Characterization and predictive abilities of GroundWater age data

Abstract:

Groundwater-age data derived from sampled tracer concentrations are recognized as essential characterization and prediction tools in hydrogeology. They give characteristic transit time information as well as indications on aquifer structures and exchanges. Information can however be difficult to extract and often requires additional knowledge on the flow patterns or on the geological heterogeneity that can guide the choice of the interpretation framework. Any constrain on transit times concerning their distribution facilitates greatly the interpretation.

Groundwater flow and transport models help in characterizing potential transit time distributions. This has been extensively done in heterogeneous porous and fractured media. Upscaling local pore and Darcy transport processes to some 100m-scale generic breakthrough curves underline the importance of extended tailing (long transit times of several decades to centuries). Shorter transit times from months to decades are also sensitive to recharge variability, catchment topography, aquifer exchanges and sampling conditions. Large-scale calibrated models integrating these different constrains are of high interest to assess the information content of GroundWater age data.

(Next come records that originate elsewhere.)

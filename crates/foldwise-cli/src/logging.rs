//! tracing-subscriber setup

use foldwise_core::config::LoggingConfig;
use tracing_subscriber::EnvFilter;

/// Install the global subscriber.
///
/// `RUST_LOG` wins over the configured level; `--verbose` raises the
/// configured level to `debug`. Logs go to stderr so command output on
/// stdout stays machine-readable.
pub fn init(logging: &LoggingConfig, verbose: bool) {
    let level = if verbose { "debug" } else { logging.level.as_str() };
    let filter = EnvFilter::try_from_default_env().unwrap_or_else(|_| {
        EnvFilter::new(format!(
            "warn,foldwise_core={level},foldwise_sdk={level},foldwise_cli={level}"
        ))
    });

    let builder = tracing_subscriber::fmt()
        .with_env_filter(filter)
        .with_writer(std::io::stderr);
    // try_init: a subscriber may already be installed in tests
    let _ = match logging.format.to_lowercase().as_str() {
        "json" => builder.json().try_init(),
        "pretty" => builder.pretty().try_init(),
        _ => builder.compact().try_init(),
    };
}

Results on a limited number of case studies confirm that the atmospheric tracers of the last 50 years give accurate estimates of cumulative residence times and of the transport fate of some contaminants like nitrates. It already appears that the quality of the prediction does not always come from the capacity of the transit-time model to fit the actual transit-time distribution but also from the nature of the prediction or of the hydrological regime. Access to a wide range of well-informed and calibrated models taken as synthetic references should be developed to confirm and refine these early conclusions.